Exercise brief. Within these entries, which lines include the string "integration"? Copy each one.
=== Records for the task ===
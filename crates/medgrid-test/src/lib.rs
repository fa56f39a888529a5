//! medgrid-test - Regression test framework for medgrid
//!
//! This crate provides a regression test framework supporting three modes:
//!
//! - **Generate**: Create golden files for comparison
//! - **Compare**: Compare results with golden files
//! - **Display**: Run tests without comparison (visual inspection)
//!
//! It also carries the reference oracles the filter is checked against:
//! an explicitly mirror-padded, fully sorted median filter and seeded
//! random grids.
//!
//! # Usage
//!
//! ```ignore
//! use medgrid_test::{RegParams, reference_median_filter, scenario_grid};
//!
//! let mut rp = RegParams::new("median");
//! let grid = scenario_grid();
//! rp.compare_grid(&reference_median_filter(&grid, 3), &filtered);
//! assert!(rp.cleanup());
//! ```
//!
//! # Environment Variables
//!
//! - `REGTEST_MODE`: Set to "generate", "compare", or "display"

mod error;
mod oracle;
mod params;

pub use error::{TestError, TestResult};
pub use oracle::{mirror_pad, random_grid, reference_median_filter, scenario_grid};
pub use params::{RegParams, RegTestMode};

/// Get the path to the workspace root
fn workspace_root() -> String {
    let manifest_dir = env!("CARGO_MANIFEST_DIR");
    // medgrid-test is at crates/medgrid-test, so go up two directories
    format!("{}/../..", manifest_dir)
}

/// Get the path to the golden files directory
pub fn golden_dir() -> String {
    format!("{}/tests/golden", workspace_root())
}

/// Get the path to the regout (regression output) directory
pub fn regout_dir() -> String {
    format!("{}/tests/regout", workspace_root())
}
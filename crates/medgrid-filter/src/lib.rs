//! medgrid-filter - Median filtering for 16-bit sensor grids
//!
//! This crate provides a square-kernel median filter with mirror padding:
//!
//! - [`boundary`]: reflection of out-of-range coordinates into the grid
//! - [`window`]: the sorted neighborhood maintained while sliding
//! - [`median`]: the row scan that drives both, sequential or row-parallel
//!
//! # Example
//!
//! ```
//! use medgrid_core::Grid16;
//! use medgrid_filter::median_filter;
//!
//! let grid = Grid16::from_data(3, 3, vec![1, 2, 3, 4, 500, 6, 7, 8, 9]).unwrap();
//! let filtered = median_filter(&grid, 3).unwrap();
//! assert_eq!(filtered.get_pixel(1, 1).unwrap(), 6);
//! ```

pub mod boundary;
mod error;
pub mod median;
pub mod window;

pub use boundary::{BoundarySampler, reflect};
pub use error::{FilterError, FilterResult};
pub use median::{
    DEFAULT_KSIZE, Execution, MedianFilterOptions, median_filter, median_filter_into,
    median_filter_par, median_filter_slice, median_filter_with,
};
pub use window::OrderedWindow;
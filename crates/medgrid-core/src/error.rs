//! Error types for medgrid-core
//!
//! Provides a unified error type for all operations in the core crate.
//! Each variant captures enough context for diagnostics without exposing
//! internal implementation details.

use thiserror::Error;

/// medgrid core error type
#[derive(Error, Debug, Clone, PartialEq, Eq)]
pub enum Error {
    /// Invalid grid dimensions
    #[error("invalid grid dimensions: {width}x{height}")]
    InvalidDimension { width: u32, height: u32 },

    /// Sample buffer does not hold exactly `width * height` values
    #[error("data length {actual} doesn't match {width}x{height} = {expected}")]
    DataLengthMismatch {
        width: u32,
        height: u32,
        expected: usize,
        actual: usize,
    },

    /// Index out of bounds
    #[error("index out of bounds: {index} >= {len}")]
    IndexOutOfBounds { index: usize, len: usize },

    /// Grid dimension mismatch
    #[error("dimension mismatch: expected {}x{}, got {}x{}", .expected.0, .expected.1, .actual.0, .actual.1)]
    DimensionMismatch {
        expected: (u32, u32),
        actual: (u32, u32),
    },

    /// Invalid parameter value
    #[error("invalid parameter: {0}")]
    InvalidParameter(String),
}

/// Result type alias for medgrid core operations
pub type Result<T> = std::result::Result<T, Error>;
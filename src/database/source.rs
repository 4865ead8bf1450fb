/*!
 * Relational data source boundary.
 *
 * The export engine only sees the `DataSource` trait. `SqliteSource` is the
 * implementation over a GlucoLog backup file; it validates every identifier
 * before building a statement and turns SQLite failures into the
 * `SourceError` taxonomy so no raw storage error leaks upwards.
 */

use log::{debug, info};
use rusqlite::{Connection, OpenFlags};
use std::path::{Path, PathBuf};

use super::identifier::{ensure_all_safe, ensure_safe};
use super::models::{Row, TableDescriptor, Value};
use crate::errors::SourceError;

/// Read-only relational query capability
pub trait DataSource {
    /// Names of the user tables, in catalog order
    fn list_tables(&self) -> Result<Vec<String>, SourceError>;

    /// Column names of a table, in declaration order
    fn list_columns(&self, table: &str) -> Result<Vec<String>, SourceError>;

    /// All rows of `table`, restricted to `columns`
    fn query_rows(&self, table: &str, columns: &[String]) -> Result<Vec<Row>, SourceError>;

    /// Read a table with either the given columns or all of them
    fn load_table(&self, table: &str, columns: Option<&[String]>) -> Result<TableDescriptor, SourceError> {
        let columns = match columns {
            Some(columns) => columns.to_vec(),
            None => self.list_columns(table)?,
        };
        let rows = self.query_rows(table, &columns)?;

        Ok(TableDescriptor {
            name: table.to_string(),
            columns,
            rows,
        })
    }
}

/// SQLite implementation of `DataSource`
pub struct SqliteSource {
    /// Path to the database file
    db_path: PathBuf,
    /// Open connection, owned by the one export run
    connection: Connection,
}

impl SqliteSource {
    /// Open an existing backup database read-only
    pub fn open<P: AsRef<Path>>(db_path: P) -> Result<Self, SourceError> {
        let db_path = db_path.as_ref().to_path_buf();

        if !db_path.is_file() {
            return Err(SourceError::Open {
                path: db_path,
                reason: "file does not exist".to_string(),
            });
        }

        info!("Opening database at: {:?}", db_path);

        let connection = Connection::open_with_flags(
            &db_path,
            OpenFlags::SQLITE_OPEN_READ_ONLY | OpenFlags::SQLITE_OPEN_NO_MUTEX,
        )
        .map_err(|e| SourceError::Open {
            path: db_path.clone(),
            reason: e.to_string(),
        })?;

        Ok(Self { db_path, connection })
    }

    /// Wrap an already open connection (used for in-memory databases)
    pub fn from_connection(connection: Connection) -> Self {
        Self {
            db_path: PathBuf::from(":memory:"),
            connection,
        }
    }

    /// Get the database file path
    pub fn path(&self) -> &Path {
        &self.db_path
    }

    /// Map a failed statement onto the source error taxonomy
    fn classify(&self, error: rusqlite::Error, table: &str, columns: &[String]) -> SourceError {
        match sqlite_message(&error) {
            Some(msg) if msg.starts_with("no such table") => SourceError::TableNotFound(table.to_string()),
            Some(msg) if msg.starts_with("no such column") => {
                let known = self.list_columns(table).unwrap_or_default();
                let unknown = columns
                    .iter()
                    .filter(|c| !known.iter().any(|k| k.eq_ignore_ascii_case(c)))
                    .cloned()
                    .collect();
                SourceError::ColumnsNotFound {
                    table: table.to_string(),
                    columns: unknown,
                }
            }
            _ => SourceError::from(error),
        }
    }
}

impl DataSource for SqliteSource {
    fn list_tables(&self) -> Result<Vec<String>, SourceError> {
        let mut stmt = self.connection.prepare(
            "SELECT name FROM sqlite_master WHERE type = 'table' AND name NOT LIKE 'sqlite_%'",
        )?;
        let names = stmt
            .query_map([], |row| row.get::<_, String>(0))?
            .collect::<Result<Vec<_>, _>>()?;

        debug!("Found {} tables", names.len());
        Ok(names)
    }

    fn list_columns(&self, table: &str) -> Result<Vec<String>, SourceError> {
        let table = ensure_safe(table)?;
        let sql = format!("SELECT * FROM {} LIMIT 0", table);

        let stmt = self
            .connection
            .prepare(&sql)
            .map_err(|e| match sqlite_message(&e) {
                Some(msg) if msg.starts_with("no such table") => SourceError::TableNotFound(table.to_string()),
                _ => SourceError::from(e),
            })?;

        Ok(stmt.column_names().into_iter().map(str::to_string).collect())
    }

    fn query_rows(&self, table: &str, columns: &[String]) -> Result<Vec<Row>, SourceError> {
        let table = ensure_safe(table)?;
        ensure_all_safe(columns)?;

        if columns.is_empty() {
            return Err(SourceError::ColumnsNotFound {
                table: table.to_string(),
                columns: Vec::new(),
            });
        }

        let sql = format!("SELECT {} FROM {}", columns.join(", "), table);
        debug!("Executing: {}", sql);

        let mut stmt = self
            .connection
            .prepare(&sql)
            .map_err(|e| self.classify(e, table, columns))?;
        let width = stmt.column_count();

        let rows = stmt
            .query_map([], |row| {
                (0..width)
                    .map(|i| row.get_ref(i).map(Value::from))
                    .collect::<Result<Row, _>>()
            })?
            .collect::<Result<Vec<_>, _>>()?;

        debug!("Read {} rows from '{}'", rows.len(), table);
        Ok(rows)
    }
}

/// Extended message of a SQLite failure, if any
///
/// Statements that fail to compile report through `SqlInputError`, runtime
/// failures through `SqliteFailure`.
fn sqlite_message(error: &rusqlite::Error) -> Option<&str> {
    match error {
        rusqlite::Error::SqliteFailure(_, Some(msg)) => Some(msg.as_str()),
        rusqlite::Error::SqlInputError { msg, .. } => Some(msg.as_str()),
        _ => None,
    }
}
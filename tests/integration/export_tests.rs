/*!
 * End-to-end tests of single table exports over a mock backup
 */

use std::fs;

use glucolog::errors::{AppError, ExportError, SourceError, TranslationError};
use glucolog::translation::GapKind;
use glucolog::OutputFormat;

use crate::common::{mock_table, separator_count, Fixture};

/// Title line, header line, then one line per row and no separators
fn assert_single_section(output: &str, title: &str, rows: usize) {
    assert_eq!(output.matches('\n').count(), 2 + rows);
    assert_eq!(output.lines().next(), Some(title));
    assert_eq!(separator_count(output), 0);
}

#[test]
fn test_exportTable_withoutTranslation_shouldWriteTitleHeaderAndRows() {
    let fixture = Fixture::new(None);
    let output = fixture.output("parametri.csv");

    let summary = fixture
        .exporter()
        .export_table_to(OutputFormat::Csv, &output, "t_parametri", None)
        .unwrap();

    assert_eq!(summary.sections, 1);
    assert_eq!(summary.rows, 1);
    assert_eq!(summary.gaps, 0);

    let text = fs::read_to_string(&output).unwrap();
    assert_single_section(&text, "t_parametri", mock_table("t_parametri").rows.len());
    assert!(text.lines().nth(1).unwrap().starts_with("_id,cognome,nome,data_nascita,"));
    // Day-month-year dates and hour:minute times are rewritten to ISO text
    assert!(text.contains(",2007-07-04,"));
    assert!(text.contains(",00:00:00,06:00:00,12:00:00,16:00:00,19:00:00,21:00:00,"));
    assert!(!text.contains("24:00"));
}

#[test]
fn test_exportTable_withThreeColumns_shouldWriteOneLinePerRow() {
    let fixture = Fixture::new(None);
    let output = fixture.output("risultati.csv");
    let columns = vec!["_id".to_string(), "risultato".to_string(), "origine".to_string()];

    fixture
        .exporter()
        .export_table_to(OutputFormat::Csv, &output, "t_risultati", Some(&columns))
        .unwrap();

    let text = fs::read_to_string(&output).unwrap();
    assert_single_section(&text, "t_risultati", 6);
    let lines: Vec<&str> = text.lines().collect();
    assert_eq!(lines[1], "_id,risultato,origine");
    assert_eq!(lines[2], "17,8.5,S");
}

#[test]
fn test_exportTable_withTranslation_shouldTranslateNamesAndCategories() {
    let fixture = Fixture::new(Some("en"));
    let output = fixture.output("results.csv");

    let summary = fixture
        .exporter()
        .export_table_to(OutputFormat::Csv, &output, "t_results", None)
        .unwrap();

    let text = fs::read_to_string(&output).unwrap();
    assert_single_section(&text, "t_results", 6);
    assert!(text.lines().nth(1).unwrap().starts_with("_id,date,time,period,activity,"));
    assert!(text.contains(",2021-04-28,"));
    assert!(text.contains(",early_afternoon,"));
    assert!(!text.contains("primo_pomeriggio"));

    // The one value without a translation is kept and reported once
    assert!(text.contains(",mezzanotte,"));
    let value_gaps: Vec<_> = fixture
        .translator
        .gaps()
        .into_iter()
        .filter(|gap| gap.kind == GapKind::Value)
        .collect();
    assert_eq!(value_gaps.len(), 1);
    assert_eq!(value_gaps[0].name, "mezzanotte");
    assert_eq!(summary.gaps, 1);
}

#[test]
fn test_exportTable_withTranslatedColumnSubset_shouldKeepRequestedOrder() {
    let fixture = Fixture::new(Some("en"));
    let output = fixture.output("subset.csv");
    let columns: Vec<String> = ["period", "result", "_id"].iter().map(|c| c.to_string()).collect();

    fixture
        .exporter()
        .export_table_to(OutputFormat::Csv, &output, "t_results", Some(&columns))
        .unwrap();

    let text = fs::read_to_string(&output).unwrap();
    let lines: Vec<&str> = text.lines().collect();
    assert_eq!(lines[1], "period,result,_id");
    assert_eq!(lines[2], "morning,8.5,17");
}

#[test]
fn test_exportTable_withUnknownColumn_shouldFailWithUsageExitCode() {
    let fixture = Fixture::new(None);
    let output = fixture.output("missing_column.csv");
    let columns = vec!["aeroC".to_string(), "t_perduta".to_string()];

    let err = fixture
        .exporter()
        .export_table_to(OutputFormat::Csv, &output, "t_risultati", Some(&columns))
        .unwrap_err();

    assert!(err.to_string().contains("The requested columns are not recognised."));
    match &err {
        ExportError::Source(SourceError::ColumnsNotFound { columns, .. }) => {
            assert_eq!(columns, &vec!["t_perduta".to_string()]);
        }
        other => panic!("unexpected error {:?}", other),
    }
    assert_eq!(AppError::from(err).exit_code(), 2);

    // The sink was opened and closed but no section was written
    assert_eq!(fs::read_to_string(&output).unwrap(), "");
}

#[test]
fn test_exportTable_withUntranslatableColumn_shouldFailBeforeQuerying() {
    let fixture = Fixture::new(Some("en"));
    let output = fixture.output("lost_column.csv");
    let columns = vec!["date".to_string(), "t_lost".to_string()];

    let err = fixture
        .exporter()
        .export_table_to(OutputFormat::Csv, &output, "t_results", Some(&columns))
        .unwrap_err();

    assert_eq!(err.to_string(), "Column 't_lost' is not recognised.");
    assert_eq!(AppError::from(err).exit_code(), 2);
}

#[test]
fn test_exportTable_withUnknownTable_shouldFail() {
    let fixture = Fixture::new(None);
    let err = fixture
        .exporter()
        .export_table_to(OutputFormat::Csv, &fixture.output("t.csv"), "t_mancante", None)
        .unwrap_err();
    assert_eq!(err.to_string(), "Table 't_mancante' is not recognised in the database.");

    let fixture = Fixture::new(Some("en"));
    let err = fixture
        .exporter()
        .export_table_to(OutputFormat::Csv, &fixture.output("t.csv"), "t_missing", None)
        .unwrap_err();
    assert!(matches!(err, ExportError::Translation(TranslationError::TableNotRecognised(_))));
    assert_eq!(err.to_string(), "Table 't_missing' is not recognised.");
}

#[test]
fn test_exportTable_withMismatchedSuffix_shouldNotCreateOutput() {
    let fixture = Fixture::new(None);
    let output = fixture.output("parametri.xlsx");

    let err = fixture
        .exporter()
        .export_table_to(OutputFormat::Csv, &output, "t_parametri", None)
        .unwrap_err();

    assert!(err.to_string().contains("does not end in '.csv'"));
    assert!(err.is_user_error());
    assert!(!output.exists());
}

#[test]
fn test_exportTable_toExcel_shouldWriteWorkbook() {
    let fixture = Fixture::new(Some("en"));
    let output = fixture.output("results.xlsx");

    let summary = fixture
        .exporter()
        .export_table_to(OutputFormat::Excel, &output, "t_results", None)
        .unwrap();

    assert_eq!(summary.rows, 6);
    let bytes = fs::read(&output).unwrap();
    assert!(bytes.starts_with(b"PK"));
}

#[test]
fn test_exportTable_toExcel_withUnknownTable_shouldLeaveNoWorkbook() {
    let fixture = Fixture::new(Some("en"));
    let output = fixture.output("missing.xlsx");

    let err = fixture
        .exporter()
        .export_table_to(OutputFormat::Excel, &output, "t_missing", None)
        .unwrap_err();

    assert!(matches!(err, ExportError::Translation(TranslationError::TableNotRecognised(_))));
    assert!(!output.exists());
}
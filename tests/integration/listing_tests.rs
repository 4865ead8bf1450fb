/*!
 * Tests for table and column listings
 */

use crate::common::{mock_table, Fixture, MOCK_TABLES};

#[test]
fn test_listTables_shouldSkipNothingButInternalTables() {
    let fixture = Fixture::new(None);
    let tables = fixture.exporter().list_tables().unwrap();

    let expected: Vec<&str> = MOCK_TABLES.iter().map(|t| t.name).collect();
    assert_eq!(tables, expected);
}

#[test]
fn test_listTables_withTranslation_shouldKeepUntranslatedNames() {
    let fixture = Fixture::new(Some("en"));
    let tables = fixture.exporter().list_tables().unwrap();

    assert!(tables.contains(&"t_results".to_string()));
    assert!(tables.contains(&"t_nascosto".to_string()));
    assert!(!tables.contains(&"t_risultati".to_string()));
}

#[test]
fn test_listColumns_shouldFollowTableOrder() {
    let fixture = Fixture::new(None);
    let columns = fixture.exporter().list_columns("t_parametri").unwrap();
    assert_eq!(columns, mock_table("t_parametri").columns);
}

#[test]
fn test_listColumns_withTranslation_shouldRequireDisplayName() {
    let fixture = Fixture::new(Some("en"));
    let columns = fixture.exporter().list_columns("t_parameters").unwrap();

    assert_eq!(columns.len(), mock_table("t_parametri").columns.len());
    assert_eq!(&columns[..4], ["_id", "surname", "first_name", "date_of_birth"]);

    let err = fixture.exporter().list_columns("t_missing").unwrap_err();
    assert_eq!(err.to_string(), "Table 't_missing' is not recognised.");
}

#[test]
fn test_listColumns_withUnknownTable_shouldReportDatabaseError() {
    let fixture = Fixture::new(None);
    let err = fixture.exporter().list_columns("t_mancante").unwrap_err();
    assert_eq!(err.to_string(), "Table 't_mancante' is not recognised in the database.");
}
===
Reply.
filename tests/integration/export_tests.rs
filename tests/integration/listing_tests.rs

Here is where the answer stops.